### Input for this task ###

//! Minimal stderr logger behind the `log` facade.
//!
//! Good enough for a CLI run; applications embedding the pipeline are free
//! to install their own `log` backend instead.

use std::io::Write;
use std::sync::OnceLock;

use log::{Level, LevelFilter, Log, Metadata, Record};

struct StderrLogger {
    level: LevelFilter,
}

impl Log for StderrLogger {
    fn enabled(&self, metadata: &Metadata) -> bool {
        metadata.level() <= self.level
    }

    fn log(&self, record: &Record) {
        if !self.enabled(record.metadata()) {
            return;
        }
        let tag = match record.level() {
            Level::Error => "error",
            Level::Warn => "warn",
            Level::Info => "info",
            Level::Debug => "debug",
            Level::Trace => "trace",
        };
        let mut stderr = std::io::stderr();
        let _ = writeln!(stderr, "{:5} [{}] {}", tag, record.target(), record.args());
    }

    fn flush(&self) {}
}

static LOGGER: OnceLock<StderrLogger> = OnceLock::new();

/// Install the stderr logger at the given level. Calling this again after a
/// successful install is a no-op.
pub fn init_with_level(level: LevelFilter) -> Result<(), log::SetLoggerError> {
    if LOGGER.get().is_none() {
        let logger = LOGGER.get_or_init(|| StderrLogger { level });
        log::set_logger(logger)?;
        log::set_max_level(level);
    }
    Ok(())
}

/// Install the stderr logger with the level taken from `SUDOKU_SCAN_LOG`
/// (`error`/`warn`/`info`/`debug`/`trace`, default `info`).
pub fn init_from_env() -> Result<(), log::SetLoggerError> {
    let level = std::env::var("SUDOKU_SCAN_LOG")
        .ok()
        .and_then(|v| v.parse::<LevelFilter>().ok())
        .unwrap_or(LevelFilter::Info);
    init_with_level(level)
}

###

→ **Your assignment**
Your response should be the lines of the entries above that include the string "LevelFilter".

→ **Response box**
use log::{Level, LevelFilter, Log, Metadata, Record};
    level: LevelFilter,
pub fn init_with_level(level: LevelFilter) -> Result<(), log::SetLoggerError> {
        .and_then(|v| v.parse::<LevelFilter>().ok())
        .unwrap_or(LevelFilter::Info);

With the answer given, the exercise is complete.